El momento de la plegaria

Cierta vez, ya no recuerdo con qué motivo, fui enviado solo a la aldea de Souilly. Recuerdo la vista de muchas vías de ferrocarril y un hospital bastante amplio; y delante del hospital, dibujada con piedras rojas sobre un fondo de piedras blancas y todo encerrado en un círculo que formaba un disco inmenso, una ancha cruz roja, visible sin duda desde gran altura.
Allí viví, bajo un cielo gris, algunos de los minutos que dejaron en mí las huellas más profundas. Me parece que toda la tristeza del mundo se reunía en aquel lugar. Lo que yo había sentido el año anterior en el hospital Ritz, no era casi nada comparado con la experimenté en ese momento que me hizo ver la futilidad de las cosas terrenas. Ya no había posibilidad de ser feliz. Sólo el odio y la desesperación dominaban.
Algo se heló en mí, y durante un tiempo que no pude apreciar me fue imposible moverme. Permanecí como fascinado por esa especie de revelación interior, y un espasmo se apoderó de mí. ¿Cómo decirlo de otro modo? Una especie de terror pánico a la tierra, a todo el reino de este mundo, a la humanidad. Tuve la impresión de que acababa de ser separado de mí mismo, de toda confianza en el porvenir, de toda alegría; y el pensamiento de que todo estaba perdido se instaló en mí como un enemigo ocupa una plaza que acaba de rendirse.

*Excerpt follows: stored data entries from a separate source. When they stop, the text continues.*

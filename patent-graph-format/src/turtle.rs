//! Turtle document formatter
//!
//! Produces the self-contained document POSTed to create a container:
//!
//! ```text
//! @prefix dc: <http://purl.org/dc/elements/1.1/> .
//!
//! <> dc:title "Rose plant" ;
//!     dc:creator "Jane Doe" .
//! ```

use crate::compact::{format_predicate, format_term};
use patent_graph_ir::{Graph, Term, Triple};

/// Format a graph as a Turtle document with `@prefix` declarations
///
/// Consecutive statements about the same subject share one block. Statements
/// whose object is an empty literal are omitted.
pub fn format_turtle(graph: &Graph) -> String {
    let prefixes = &graph.prefixes;
    let mut out = String::new();

    for (prefix, ns) in prefixes {
        out.push_str(&format!("@prefix {prefix}: <{ns}> .\n"));
    }
    if !prefixes.is_empty() {
        out.push('\n');
    }

    let kept: Vec<&Triple> = graph.iter().filter(|t| !t.o.is_empty_literal()).collect();
    let mut current: Option<&Term> = None;

    for triple in kept {
        let po = format!(
            "{} {}",
            format_predicate(&triple.p, prefixes),
            format_term(&triple.o, prefixes)
        );
        match current {
            Some(s) if *s == triple.s => {
                out.push_str(" ;\n    ");
                out.push_str(&po);
            }
            Some(_) => {
                out.push_str(" .\n");
                out.push_str(&format!("{} {}", format_term(&triple.s, prefixes), po));
            }
            None => out.push_str(&format!("{} {}", format_term(&triple.s, prefixes), po)),
        }
        current = Some(&triple.s);
    }
    if current.is_some() {
        out.push_str(" .\n");
    }

    out
}
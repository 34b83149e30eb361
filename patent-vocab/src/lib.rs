//! RDF vocabulary constants for the plant-patent loader
//!
//! Centralizes every IRI the loader writes into the repository so that the
//! graph builder, the formatters and the tests agree on one schema.
//!
//! # Organization
//!
//! Constants are organized by vocabulary:
//! - `rdf` - RDF vocabulary (http://www.w3.org/1999/02/22-rdf-syntax-ns#)
//! - `xsd` - XSD datatypes (http://www.w3.org/2001/XMLSchema#)
//! - `dc` - Dublin Core elements (http://purl.org/dc/elements/1.1/)
//! - `exterms` - local patent terms (http://www.example.org/terms/)
//! - `pcdm` - Portland Common Data Model (http://pcdm.org/models#)
//! - `bindings` - prefix bindings emitted in every payload

/// RDF vocabulary constants
pub mod rdf {
    /// Namespace IRI
    pub const NS: &str = "http://www.w3.org/1999/02/22-rdf-syntax-ns#";

    /// rdf:type IRI
    pub const TYPE: &str = "http://www.w3.org/1999/02/22-rdf-syntax-ns#type";
}

/// XSD vocabulary constants
pub mod xsd {
    /// Namespace IRI
    pub const NS: &str = "http://www.w3.org/2001/XMLSchema#";

    /// xsd:string IRI
    pub const STRING: &str = "http://www.w3.org/2001/XMLSchema#string";

    /// xsd:integer IRI
    pub const INTEGER: &str = "http://www.w3.org/2001/XMLSchema#integer";

    /// xsd:date IRI
    pub const DATE: &str = "http://www.w3.org/2001/XMLSchema#date";

    /// xsd:dateTime IRI
    pub const DATE_TIME: &str = "http://www.w3.org/2001/XMLSchema#dateTime";

    /// xsd:gYear IRI
    pub const G_YEAR: &str = "http://www.w3.org/2001/XMLSchema#gYear";
}

/// Dublin Core elements
pub mod dc {
    /// Namespace IRI
    pub const NS: &str = "http://purl.org/dc/elements/1.1/";

    /// dc:identifier IRI
    pub const IDENTIFIER: &str = "http://purl.org/dc/elements/1.1/identifier";

    /// dc:title IRI
    pub const TITLE: &str = "http://purl.org/dc/elements/1.1/title";

    /// dc:date IRI
    pub const DATE: &str = "http://purl.org/dc/elements/1.1/date";

    /// dc:creator IRI
    pub const CREATOR: &str = "http://purl.org/dc/elements/1.1/creator";
}

/// Local patent vocabulary
pub mod exterms {
    /// Namespace IRI
    pub const NS: &str = "http://www.example.org/terms/";

    /// Year the patent was granted
    pub const YEAR: &str = "http://www.example.org/terms/year";

    /// Broad plant category
    pub const CATEGORY: &str = "http://www.example.org/terms/category";

    /// US Patent Classification number
    pub const USPC_NUMBER: &str = "http://www.example.org/terms/uspcNumber";

    /// Link to the published patent
    pub const SOURCE_URL: &str = "http://www.example.org/terms/sourceUrl";

    pub const APPLICATION_NUMBER: &str = "http://www.example.org/terms/applicationNumber";

    pub const INVENTOR_CITY: &str = "http://www.example.org/terms/inventorCity";

    pub const INVENTOR_STATE: &str = "http://www.example.org/terms/inventorState";

    pub const INVENTOR_COUNTRY: &str = "http://www.example.org/terms/inventorCountry";

    /// Page count of a scan
    pub const EXTENT: &str = "http://www.example.org/terms/extent";

    pub const SCAN_DATE: &str = "http://www.example.org/terms/scanDate";

    pub const FILE_NAME: &str = "http://www.example.org/terms/fileName";
}

/// Portland Common Data Model
pub mod pcdm {
    /// Namespace IRI
    pub const NS: &str = "http://pcdm.org/models#";

    /// pcdm:Object class IRI
    pub const OBJECT: &str = "http://pcdm.org/models#Object";

    /// pcdm:File class IRI
    pub const FILE: &str = "http://pcdm.org/models#File";

    /// pcdm:fileOf IRI (file → owning object)
    pub const FILE_OF: &str = "http://pcdm.org/models#fileOf";
}

/// Prefix bindings written at the top of every create and patch payload
pub mod bindings {
    /// `(prefix, namespace)` pairs in emission order
    pub const NAMESPACE_BINDINGS: &[(&str, &str)] = &[
        ("dc", super::dc::NS),
        ("exterms", super::exterms::NS),
        ("pcdm", super::pcdm::NS),
        ("rdf", super::rdf::NS),
        ("xsd", super::xsd::NS),
    ];
}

Aún hoy me pregunto qué sentido podría tener una experiencia tan singular. ¿De dónde me venía esa tristeza? No de Dios, ciertamente, porque Dios no da tristeza a aquellos a quienes se aproxima; pero es indiscutible que ella me apartó de muchas cosas, y como reacción me empujó dentro de mí mismo, como único sitio al abrigo de una amenaza prodigiosa, la amenaza de todo lo que nos rodea, la hostilidad de los hombres, la muerte que acecha.

Eché mano a mi rosario en el fondo del bolsillo, pero no era cuestión de orar; no me sentía capaz. Es extraño comprobar cómo la plegaria, a veces, parece fallarnos en el preciso momento en que más la necesitamos.

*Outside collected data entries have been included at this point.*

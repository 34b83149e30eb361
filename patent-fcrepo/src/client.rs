//! HTTP client for the Fedora 4 REST API
//!
//! Wraps the handful of LDP calls the loader makes: create a container,
//! upload a binary, apply a SPARQL update, and the transaction endpoints.
//! Every call is a single attempt with HTTP basic auth and the configured
//! timeout; there is no retry.

use crate::checksum::Checksum;
use crate::config::RepositoryConfig;
use crate::error::{FcrepoError, Result};
use reqwest::header::{CONTENT_DISPOSITION, CONTENT_TYPE, LOCATION};
use reqwest::{Client, RequestBuilder, Response, StatusCode};
use std::fmt;
use std::path::Path;
use tracing::debug;

/// Media type of SPARQL Update bodies
pub const SPARQL_UPDATE: &str = "application/sparql-update";

/// Media type of create payloads
pub const TURTLE: &str = "text/turtle";

/// HTTP client bound to one repository and one set of credentials.
#[derive(Clone)]
pub struct FcrepoClient {
    client: Client,
    base_url: String,
    container: Option<String>,
    user: String,
    password: String,
}

impl fmt::Debug for FcrepoClient {
    fn fmt(&self, f: &mut fmt::Formatter<'_>) -> fmt::Result {
        f.debug_struct("FcrepoClient")
            .field("base_url", &self.base_url)
            .field("container", &self.container)
            .field("user", &self.user)
            .field("has_password", &!self.password.is_empty())
            .finish()
    }
}

/// Why a single request did not succeed.
///
/// Callers turn this into the step-specific [`FcrepoError`] variant.
#[derive(Debug)]
pub enum RequestFailure {
    /// Network error or timeout
    Network(String),
    /// Server answered with a status the step does not accept
    Status { status: StatusCode, body: String },
    /// Success status but no URI for the new resource
    MissingLocation,
    /// Local file could not be opened for upload
    LocalFile(String),
}

impl fmt::Display for RequestFailure {
    fn fmt(&self, f: &mut fmt::Formatter<'_>) -> fmt::Result {
        match self {
            RequestFailure::Network(msg) => write!(f, "network error: {msg}"),
            RequestFailure::Status { status, body } if body.is_empty() => {
                write!(f, "unexpected status {status}")
            }
            RequestFailure::Status { status, body } => {
                write!(f, "unexpected status {status}: {body}")
            }
            RequestFailure::MissingLocation => {
                write!(f, "server did not report the new resource URI")
            }
            RequestFailure::LocalFile(msg) => write!(f, "cannot read local file: {msg}"),
        }
    }
}

type RequestResult<T> = std::result::Result<T, RequestFailure>;

impl FcrepoClient {
    /// Create a client for the repository described by `config`.
    pub fn new(config: &RepositoryConfig) -> Result<Self> {
        let client = Client::builder()
            .timeout(config.timeout())
            .build()
            .map_err(|e| FcrepoError::Http(e.to_string()))?;

        Ok(Self {
            client,
            base_url: config.endpoint.trim_end_matches('/').to_string(),
            container: config
                .container
                .as_deref()
                .map(|c| c.trim_matches('/').to_string())
                .filter(|c| !c.is_empty()),
            user: config.credentials.user.clone(),
            password: config.credentials.password.clone(),
        })
    }

    /// REST root without trailing slash
    pub fn base_url(&self) -> &str {
        &self.base_url
    }

    /// Container path below the root that items are created in
    pub fn container(&self) -> Option<&str> {
        self.container.as_deref()
    }

    fn add_auth(&self, req: RequestBuilder) -> RequestBuilder {
        req.basic_auth(&self.user, Some(&self.password))
    }

    /// Map a reqwest error (network/timeout) to a `RequestFailure`.
    fn map_network_error(e: reqwest::Error) -> RequestFailure {
        if e.is_timeout() {
            RequestFailure::Network(format!("request timed out: {e}"))
        } else if e.is_connect() {
            RequestFailure::Network(format!("connection failed: {e}"))
        } else {
            RequestFailure::Network(e.to_string())
        }
    }

    /// Map a rejected response, keeping the body for diagnostics.
    async fn map_error(resp: Response) -> RequestFailure {
        let status = resp.status();
        let body = resp.text().await.unwrap_or_default();
        RequestFailure::Status {
            status,
            body: body.trim().to_string(),
        }
    }

    /// URI of a newly created resource: `Location` header, else the body.
    async fn assigned_uri(resp: Response) -> RequestResult<String> {
        if let Some(location) = resp
            .headers()
            .get(LOCATION)
            .and_then(|v| v.to_str().ok())
            .map(str::trim)
            .filter(|v| !v.is_empty())
        {
            return resp
                .url()
                .join(location)
                .map(|u| u.to_string())
                .map_err(|_| RequestFailure::MissingLocation);
        }

        let body = resp.text().await.map_err(Self::map_network_error)?;
        let body = body.trim();
        if body.starts_with("http://") || body.starts_with("https://") {
            Ok(body.to_string())
        } else {
            Err(RequestFailure::MissingLocation)
        }
    }

    /// `GET` the REST root with the configured credentials.
    pub async fn check_connection(&self) -> RequestResult<()> {
        let resp = self
            .add_auth(self.client.get(&self.base_url))
            .send()
            .await
            .map_err(Self::map_network_error)?;

        if resp.status().is_success() {
            Ok(())
        } else {
            Err(Self::map_error(resp).await)
        }
    }

    /// `POST {base}/fcr:tx`; returns the transaction location.
    pub async fn start_transaction(&self) -> RequestResult<String> {
        let url = format!("{}/fcr:tx", self.base_url);
        let resp = self
            .add_auth(self.client.post(&url))
            .send()
            .await
            .map_err(Self::map_network_error)?;

        if resp.status() == StatusCode::CREATED {
            Self::assigned_uri(resp).await
        } else {
            Err(Self::map_error(resp).await)
        }
    }

    /// Bodiless `POST`, used for commit and rollback.
    pub async fn post_action(&self, uri: &str) -> RequestResult<()> {
        let resp = self
            .add_auth(self.client.post(uri))
            .send()
            .await
            .map_err(Self::map_network_error)?;

        if resp.status().is_success() {
            Ok(())
        } else {
            Err(Self::map_error(resp).await)
        }
    }

    /// `POST` a Turtle document to `parent`; returns the new container URI.
    pub async fn create_container(&self, parent: &str, turtle: String) -> RequestResult<String> {
        debug!(parent, payload = %turtle, "creating container");
        let resp = self
            .add_auth(self.client.post(parent))
            .header(CONTENT_TYPE, TURTLE)
            .body(turtle)
            .send()
            .await
            .map_err(Self::map_network_error)?;

        if resp.status() == StatusCode::CREATED {
            Self::assigned_uri(resp).await
        } else {
            Err(Self::map_error(resp).await)
        }
    }

    /// Stream the file at `path` to `parent` as a binary; returns its URI.
    pub async fn upload_binary(
        &self,
        parent: &str,
        path: &Path,
        content_type: &str,
        checksum: &Checksum,
    ) -> RequestResult<String> {
        let filename = path
            .file_name()
            .map(|n| n.to_string_lossy().into_owned())
            .unwrap_or_default();
        let file = tokio::fs::File::open(path)
            .await
            .map_err(|e| RequestFailure::LocalFile(format!("{}: {e}", path.display())))?;

        debug!(parent, %filename, digest = %checksum, "uploading binary");
        let resp = self
            .add_auth(self.client.post(parent))
            .header(CONTENT_TYPE, content_type)
            .header("Digest", checksum.digest_header())
            .header(CONTENT_DISPOSITION, content_disposition(&filename))
            .body(reqwest::Body::from(file))
            .send()
            .await
            .map_err(Self::map_network_error)?;

        if resp.status() == StatusCode::CREATED {
            Self::assigned_uri(resp).await
        } else {
            Err(Self::map_error(resp).await)
        }
    }

    /// `PATCH` `uri` with a SPARQL Update.
    pub async fn patch_sparql(&self, uri: &str, update: String) -> RequestResult<()> {
        debug!(uri, payload = %update, "applying sparql update");
        let resp = self
            .add_auth(self.client.patch(uri))
            .header(CONTENT_TYPE, SPARQL_UPDATE)
            .body(update)
            .send()
            .await
            .map_err(Self::map_network_error)?;

        if resp.status().is_success() {
            Ok(())
        } else {
            Err(Self::map_error(resp).await)
        }
    }
}

/// `attachment; filename="..."` with embedded quotes escaped
fn content_disposition(filename: &str) -> String {
    let escaped = filename.replace('\\', "\\\\").replace('"', "\\\"");
    format!("attachment; filename=\"{escaped}\"")
}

De unos escritos autobiográficos de Julien Green que estuve leyendo; tenía él entonces diecisiente años, y era voluntario en la Primera Guerra Mundial.

Yo nunca he tenido una experiencia (psíquica/anímica/mística o lo que sea) por el estilo. Y sin embargo no la siento remota, creo poder intuirla.

A lo último, a eso de que la oración parezca fallar en semejante momento, la primer respuesta que a mí se me presenta es que, en efecto, ese no es el momento de la oración. Quiero decir, que es ilusorio imaginar la plegaria como antídoto de esa noche oscura, sobre todo en el plano sensible: precisamente, la imposibilidad de orar es parte del asunto. El momento de la plegaria, en lo que tiene de comunicación amorosa y de alimento, es -en general- otro; y el alimento de aquel otro momento es el que nos sostendrá en este.
Pero la verdad es que esta respuesta, aun supuesto que pudiera formularse y fundamentarse mejor, parece caerse a pedazos apenas se considera el episodio de la oración en el huerto de Getsemaní. Y hasta puede pensarse que toda aquella agonía de Cristo —aquella tremenda tristeza— sea el tipo ejemplar, puro, de lo que relata Julien Green. A esta luz, uno va a pensarlo dos veces antes de dar respuestas fáciles al que se lamenta porque su oración parece fallar cuando más la necesita.